### WORK INSTRUCTION
State how many lines in the records hold the word "connections", giving the number and no other text.
+--
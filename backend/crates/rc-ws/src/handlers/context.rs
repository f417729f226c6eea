use crate::{ConnectionId, ConnectionRegistry, Metrics};

use rc_auth::AclGateway;
use rc_proto::ServerEvent;

use std::sync::Arc;

use log::debug;

/// Context passed to event handlers for one connection.
#[derive(Clone)]
pub struct HandlerContext {
    /// Connection the event arrived on
    pub connection_id: ConnectionId,
    /// Registry shard this connection lives on
    pub registry: ConnectionRegistry,
    /// Gateway to the external access-control API
    pub acl: Arc<AclGateway>,
    /// Metrics collector
    pub metrics: Metrics,
}

impl HandlerContext {
    pub fn new(
        connection_id: ConnectionId,
        registry: ConnectionRegistry,
        acl: Arc<AclGateway>,
        metrics: Metrics,
    ) -> Self {
        Self {
            connection_id,
            registry,
            acl,
            metrics,
        }
    }

    /// Send one event back to this connection.
    ///
    /// Delivery is best effort: a connection that vanished mid-handler or
    /// a full send buffer only produces a log entry.
    pub async fn emit(&self, event: &ServerEvent) {
        match self.registry.emit_to(self.connection_id, event).await {
            Ok(()) => self.metrics.event_sent(event.name()),
            Err(e) => {
                debug!(
                    "Could not deliver {} to connection {}: {}",
                    event.name(),
                    self.connection_id,
                    e
                );
                self.metrics.message_dropped(e.error_code());
            }
        }
    }
}

impl std::fmt::Debug for HandlerContext {
    fn fmt(&self, f: &mut std::fmt::Formatter<'_>) -> std::fmt::Result {
        f.debug_struct("HandlerContext")
            .field("connection_id", &self.connection_id)
            .finish()
    }
}
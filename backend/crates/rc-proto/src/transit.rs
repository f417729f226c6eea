//! Binary-safe transform for payloads crossing the coordinator/worker
//! channel, which only carries text-safe strings.

use crate::Result as ProtoResult;

use base64::Engine as _;
use base64::engine::general_purpose::STANDARD;

pub fn encode(payload: &[u8]) -> String {
    STANDARD.encode(payload)
}

pub fn decode(text: &str) -> ProtoResult<Vec<u8>> {
    Ok(STANDARD.decode(text)?)
}
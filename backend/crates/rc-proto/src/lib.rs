pub mod activity;
pub mod error;
pub mod events;
pub mod transit;
pub mod worker_message;

pub use activity::access_token;
pub use error::{ProtoError, Result};
pub use events::{ClientEvent, EnterRequest, ServerEvent, UserRef};
pub use worker_message::WorkerMessage;

#[cfg(test)]
mod tests;
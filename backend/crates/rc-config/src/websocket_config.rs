use crate::{ConfigError, ConfigErrorResult};

use serde::Deserialize;

// Send buffer size constraints
pub const MIN_SEND_BUFFER_SIZE: usize = 1;
pub const MAX_SEND_BUFFER_SIZE: usize = 10_000;
pub const DEFAULT_SEND_BUFFER_SIZE: usize = 100;

/// WebSocket connection settings.
#[derive(Debug, Clone, Deserialize)]
#[serde(default)]
pub struct WebSocketConfig {
    /// Bounded outbound buffer per connection; a full buffer drops the
    /// event rather than blocking the worker.
    pub send_buffer_size: usize,
}

impl Default for WebSocketConfig {
    fn default() -> Self {
        Self {
            send_buffer_size: DEFAULT_SEND_BUFFER_SIZE,
        }
    }
}

impl WebSocketConfig {
    pub fn validate(&self) -> ConfigErrorResult<()> {
        if self.send_buffer_size < MIN_SEND_BUFFER_SIZE
            || self.send_buffer_size > MAX_SEND_BUFFER_SIZE
        {
            return Err(ConfigError::config(format!(
                "websocket.send_buffer_size must be {}-{}, got {}",
                MIN_SEND_BUFFER_SIZE, MAX_SEND_BUFFER_SIZE, self.send_buffer_size
            )));
        }

        Ok(())
    }
}
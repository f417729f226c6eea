/// Configuration for connection limits
#[derive(Debug, Clone)]
pub struct ConnectionLimits {
    /// Maximum connections tracked by one registry shard
    pub max_total: usize,
}

impl Default for ConnectionLimits {
    fn default() -> Self {
        Self { max_total: 10_000 }
    }
}
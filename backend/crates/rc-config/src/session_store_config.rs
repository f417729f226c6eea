use crate::{
    ConfigError, ConfigErrorResult, DEFAULT_REDIS_HOST, DEFAULT_REDIS_PORT, DEFAULT_SESSION_DB,
    DEFAULT_SESSION_KEY,
};

use serde::Deserialize;

/// Shared store partition holding web-application sessions. The
/// real-time tier only ever reads it.
#[derive(Debug, Clone, Deserialize)]
#[serde(default)]
pub struct SessionStoreConfig {
    pub host: String,
    pub port: u16,
    pub db: u32,
    /// Optional key namespace, joined to the token with `:`
    pub namespace: Option<String>,
    /// Cookie name carrying the session token
    pub session_key: String,
    /// Admission polarity: `true` admits when the session key exists in
    /// the store, `false` inverts the lookup and admits only on a
    /// negative result.
    pub admit_on_presence: bool,
}

impl Default for SessionStoreConfig {
    fn default() -> Self {
        Self {
            host: String::from(DEFAULT_REDIS_HOST),
            port: DEFAULT_REDIS_PORT,
            db: DEFAULT_SESSION_DB,
            namespace: None,
            session_key: String::from(DEFAULT_SESSION_KEY),
            admit_on_presence: true,
        }
    }
}

impl SessionStoreConfig {
    pub fn validate(&self) -> ConfigErrorResult<()> {
        if self.session_key.is_empty() {
            return Err(ConfigError::session_store(
                "session_store.session_key cannot be empty",
            ));
        }

        if let Some(ns) = &self.namespace
            && ns.is_empty()
        {
            return Err(ConfigError::session_store(
                "session_store.namespace cannot be empty (omit it instead)",
            ));
        }

        Ok(())
    }

    pub fn url(&self) -> String {
        format!("redis://{}:{}/{}", self.host, self.port, self.db)
    }
}
pub mod error;
pub mod router;
pub mod subscriber;
pub mod worker_pool;

pub use error::{Result, RouterError};
pub use router::ActivityRouter;
pub use subscriber::run_subscriber;
pub use worker_pool::{WorkerHandle, WorkerId, WorkerPool};

#[cfg(test)]
mod tests;
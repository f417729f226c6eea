//! Health endpoint behavior over the assembled router.

use rc_server::build_router;

use rc_auth::{AclGateway, HandshakeAuthorizer, HandshakePolicy, Result as AuthErrorResult, SessionStore};
use rc_config::SessionStoreConfig;
use rc_ws::{
    AppState, ConnectionConfig, ConnectionLimits, ConnectionRegistry, Metrics,
    ShutdownCoordinator,
};

use std::sync::Arc;

use async_trait::async_trait;
use axum_test::TestServer;

struct NoSessions;

#[async_trait]
impl SessionStore for NoSessions {
    async fn exists(&self, _key: &str) -> AuthErrorResult<bool> {
        Ok(false)
    }
}

fn app_state(shards: Vec<ConnectionRegistry>) -> AppState {
    let policy = HandshakePolicy::new("localhost", 3333, &SessionStoreConfig::default());
    let authorizer = Arc::new(HandshakeAuthorizer::new(Arc::new(NoSessions), policy));
    let acl = Arc::new(AclGateway::from_base_url("http://127.0.0.1:1"));

    AppState::new(
        authorizer,
        acl,
        shards,
        Metrics::new(),
        ShutdownCoordinator::new(),
        ConnectionConfig::default(),
    )
}

fn server_with_shards(shards: Vec<ConnectionRegistry>) -> TestServer {
    TestServer::new(build_router(app_state(shards))).unwrap()
}

fn shard(max_total: usize) -> ConnectionRegistry {
    ConnectionRegistry::new(ConnectionLimits { max_total })
}

#[test]
#[should_panic(expected = "at least one registry shard")]
fn given_no_shards_when_state_built_then_rejected() {
    app_state(Vec::new());
}

#[tokio::test]
async fn given_running_server_when_health_checked_then_reports_workers() {
    let server = server_with_shards(vec![shard(10), shard(10)]);

    let response = server.get("/health").await;

    response.assert_status_ok();
    let body: serde_json::Value = response.json();
    assert_eq!(body["status"], "healthy");
    assert_eq!(body["workers"], 2);
    assert_eq!(body["connections"], 0);
}

#[tokio::test]
async fn given_active_connection_when_health_checked_then_counted() {
    let registry = shard(10);
    let (tx, _rx) = tokio::sync::mpsc::channel(8);
    registry.register(tx).await.unwrap();
    let server = server_with_shards(vec![registry]);

    let response = server.get("/health").await;

    let body: serde_json::Value = response.json();
    assert_eq!(body["connections"], 1);
}

#[tokio::test]
async fn given_running_server_when_liveness_probed_then_ok() {
    let server = server_with_shards(vec![shard(10)]);

    let response = server.get("/live").await;

    response.assert_status_ok();
    response.assert_text("OK");
}

#[tokio::test]
async fn given_spare_capacity_when_readiness_probed_then_ready() {
    let server = server_with_shards(vec![shard(10)]);

    let response = server.get("/ready").await;

    response.assert_status_ok();
    response.assert_text("Ready");
}

#[tokio::test]
async fn given_every_shard_full_when_readiness_probed_then_unavailable() {
    let registry = shard(1);
    let (tx, _rx) = tokio::sync::mpsc::channel(8);
    registry.register(tx).await.unwrap();
    let server = server_with_shards(vec![registry]);

    let response = server.get("/ready").await;

    response.assert_status(axum::http::StatusCode::SERVICE_UNAVAILABLE);
}
use crate::{
    ConnectionConfig, ConnectionRegistry, HandlerContext, Metrics, Result as WsErrorResult,
    ShutdownGuard, WsError, create_event_span, handlers,
};

use rc_auth::AclGateway;
use rc_proto::{ClientEvent, ServerEvent};

use std::panic::Location;
use std::sync::Arc;

use axum::extract::ws::{Message, WebSocket};
use error_location::ErrorLocation;
use futures::{SinkExt, StreamExt};
use log::{debug, error, info};
use tokio::sync::mpsc;
use tracing::Instrument;

/// Manages a single WebSocket connection
pub struct WebSocketConnection {
    registry: ConnectionRegistry,
    acl: Arc<AclGateway>,
    config: ConnectionConfig,
    metrics: Metrics,
}

impl WebSocketConnection {
    pub fn new(
        registry: ConnectionRegistry,
        acl: Arc<AclGateway>,
        config: ConnectionConfig,
        metrics: Metrics,
    ) -> Self {
        Self {
            registry,
            acl,
            config,
            metrics,
        }
    }

    /// Handle the WebSocket connection lifecycle
    pub async fn handle(
        self,
        socket: WebSocket,
        mut shutdown_guard: ShutdownGuard,
    ) -> WsErrorResult<()> {
        // Split socket into sender and receiver
        let (mut ws_sender, mut ws_receiver) = socket.split();

        // Bounded channel for outgoing messages (backpressure handling)
        let (tx, mut rx) = mpsc::channel::<Message>(self.config.send_buffer_size);

        let connection_id = self.registry.register(tx.clone()).await?;
        self.metrics.connection_established();
        info!("WebSocket connection {connection_id} established");

        // Spawn send task
        let send_task = tokio::spawn(async move {
            while let Some(msg) = rx.recv().await {
                if ws_sender.send(msg).await.is_err() {
                    break;
                }
            }
        });

        let ctx = HandlerContext::new(
            connection_id,
            self.registry.clone(),
            Arc::clone(&self.acl),
            self.metrics.clone(),
        );

        // Greeting comes before any client event is processed
        ctx.emit(&ServerEvent::Connected).await;

        let result = loop {
            tokio::select! {
                msg = ws_receiver.next() => {
                    match msg {
                        Some(Ok(msg)) => self.handle_client_message(msg, &ctx, &tx).await,
                        Some(Err(e)) => {
                            error!("WebSocket error on connection {connection_id}: {e}");
                            break Err(WsError::ConnectionClosed {
                                reason: format!("WebSocket error: {}", e),
                                location: ErrorLocation::from(Location::caller()),
                            });
                        }
                        None => {
                            info!("Connection {connection_id} closed by client");
                            break Ok(());
                        }
                    }
                }

                _ = shutdown_guard.wait() => {
                    info!("Shutting down connection {connection_id} gracefully");
                    break Ok(());
                }
            }
        };

        // Disconnect releases every room membership
        self.registry.unregister(connection_id).await;
        drop(tx); // Close channel to terminate send task
        let _ = send_task.await;

        self.metrics
            .connection_closed(if result.is_ok() { "normal" } else { "error" });

        result
    }

    /// Handle a message from the client
    async fn handle_client_message(
        &self,
        msg: Message,
        ctx: &HandlerContext,
        tx: &mpsc::Sender<Message>,
    ) {
        match msg {
            Message::Text(text) => match ClientEvent::parse(text.as_str()) {
                Ok(ClientEvent::Enter(request)) => {
                    self.metrics.event_received("enter");
                    let span = create_event_span(&ctx.connection_id, "enter");
                    handlers::enter::handle_enter(request, ctx)
                        .instrument(span)
                        .await;
                }
                Ok(ClientEvent::Leave) => {
                    self.metrics.event_received("leave");
                    let span = create_event_span(&ctx.connection_id, "leave");
                    handlers::leave::handle_leave(ctx).instrument(span).await;
                }
                Err(e) => {
                    debug!(
                        "Unrecognized event from connection {}: {e}",
                        ctx.connection_id
                    );
                    self.metrics.message_dropped("unrecognized_event");
                }
            },
            Message::Binary(data) => {
                debug!(
                    "Ignoring binary frame ({} bytes) from connection {}",
                    data.len(),
                    ctx.connection_id
                );
                self.metrics.message_dropped("binary_frame");
            }
            Message::Ping(data) => {
                if tx.send(Message::Pong(data)).await.is_err() {
                    debug!("Could not pong connection {}", ctx.connection_id);
                }
            }
            Message::Pong(_) => {
                // Heartbeat response received
            }
            Message::Close(_) => {
                info!(
                    "Received close frame from connection {}",
                    ctx.connection_id
                );
            }
        }
    }
}
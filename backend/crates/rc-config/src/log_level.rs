use crate::ConfigError;

use std::ops::Deref;
use std::str::FromStr;

use log::LevelFilter;
use serde::{Deserialize, Deserializer};

/// `log::LevelFilter` newtype with strict, case-insensitive parsing.
/// A typo in the configured level fails the load instead of silently
/// logging at some other level.
#[derive(Debug, Clone, Copy, PartialEq, Eq)]
pub struct LogLevel(pub LevelFilter);

impl FromStr for LogLevel {
    type Err = ConfigError;

    fn from_str(name: &str) -> Result<Self, Self::Err> {
        let filter = match name.to_ascii_lowercase().as_str() {
            "off" => LevelFilter::Off,
            "error" => LevelFilter::Error,
            "warn" => LevelFilter::Warn,
            "info" => LevelFilter::Info,
            "debug" => LevelFilter::Debug,
            "trace" => LevelFilter::Trace,
            other => {
                return Err(ConfigError::config(format!(
                    "unknown log level '{other}' (expected one of: off, error, warn, info, debug, trace)"
                )));
            }
        };

        Ok(LogLevel(filter))
    }
}

impl<'de> Deserialize<'de> for LogLevel {
    fn deserialize<D>(deserializer: D) -> Result<Self, D::Error>
    where
        D: Deserializer<'de>,
    {
        let name = String::deserialize(deserializer)?;
        name.parse().map_err(serde::de::Error::custom)
    }
}

impl From<LogLevel> for LevelFilter {
    fn from(log_level: LogLevel) -> Self {
        log_level.0
    }
}

impl Deref for LogLevel {
    type Target = LevelFilter;

    fn deref(&self) -> &Self::Target {
        &self.0
    }
}
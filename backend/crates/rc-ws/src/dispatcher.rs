use crate::{ConnectionRegistry, Metrics, ShutdownGuard};

use rc_proto::{ServerEvent, WorkerMessage, activity, transit};

use log::{debug, info, warn};
use tokio::sync::mpsc;

/// One worker's inbox drain: turns routed activity frames into room
/// fan-out on this worker's registry shard.
///
/// Every malformed frame is dropped with a log entry; a bad producer
/// must never take a worker down.
pub struct WorkerDispatcher {
    worker_id: usize,
    registry: ConnectionRegistry,
    activity_channel: String,
    metrics: Metrics,
}

impl WorkerDispatcher {
    pub fn new(
        worker_id: usize,
        registry: ConnectionRegistry,
        activity_channel: String,
        metrics: Metrics,
    ) -> Self {
        Self {
            worker_id,
            registry,
            activity_channel,
            metrics,
        }
    }

    /// Drain the worker inbox until shutdown or the router side closes.
    pub async fn run(&self, mut rx: mpsc::Receiver<WorkerMessage>, mut shutdown: ShutdownGuard) {
        info!("Worker {} dispatcher started", self.worker_id);

        loop {
            tokio::select! {
                msg = rx.recv() => {
                    match msg {
                        Some(msg) => self.handle(msg).await,
                        None => {
                            info!("Worker {} inbox closed", self.worker_id);
                            break;
                        }
                    }
                }
                _ = shutdown.wait() => {
                    info!("Worker {} dispatcher shutting down", self.worker_id);
                    break;
                }
            }
        }
    }

    /// Process one routed frame.
    pub async fn handle(&self, msg: WorkerMessage) {
        if !msg.is_valid() {
            debug!("Worker {} dropped frame with empty fields", self.worker_id);
            self.metrics.message_dropped("invalid_frame");
            return;
        }

        if msg.channel != self.activity_channel {
            debug!(
                "Worker {} dropped frame for unexpected channel {}",
                self.worker_id, msg.channel
            );
            self.metrics.message_dropped("unexpected_channel");
            return;
        }

        let bytes = match transit::decode(&msg.message) {
            Ok(bytes) => bytes,
            Err(e) => {
                warn!("Worker {} could not decode frame: {e}", self.worker_id);
                self.metrics.message_dropped("transit_decode");
                return;
            }
        };

        let text = match String::from_utf8(bytes) {
            Ok(text) => text,
            Err(e) => {
                warn!(
                    "Worker {} dropped frame with invalid UTF-8: {e}",
                    self.worker_id
                );
                self.metrics.message_dropped("invalid_utf8");
                return;
            }
        };

        let value: serde_json::Value = match serde_json::from_str(&text) {
            Ok(value) => value,
            Err(e) => {
                warn!(
                    "Worker {} dropped frame with invalid JSON: {e}",
                    self.worker_id
                );
                self.metrics.message_dropped("invalid_json");
                return;
            }
        };

        let Some(room) = activity::access_token(&value).map(str::to_string) else {
            debug!(
                "Worker {} dropped activity without an access token",
                self.worker_id
            );
            self.metrics.message_dropped("missing_access_token");
            return;
        };

        let delivered = self
            .registry
            .emit_to_room(&room, &ServerEvent::Activity(value))
            .await;
        self.metrics.activity_delivered(delivered);
        debug!(
            "Worker {} delivered activity to {delivered} connections in room {room}",
            self.worker_id
        );
    }
}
+--
### WORKED SOLUTION
4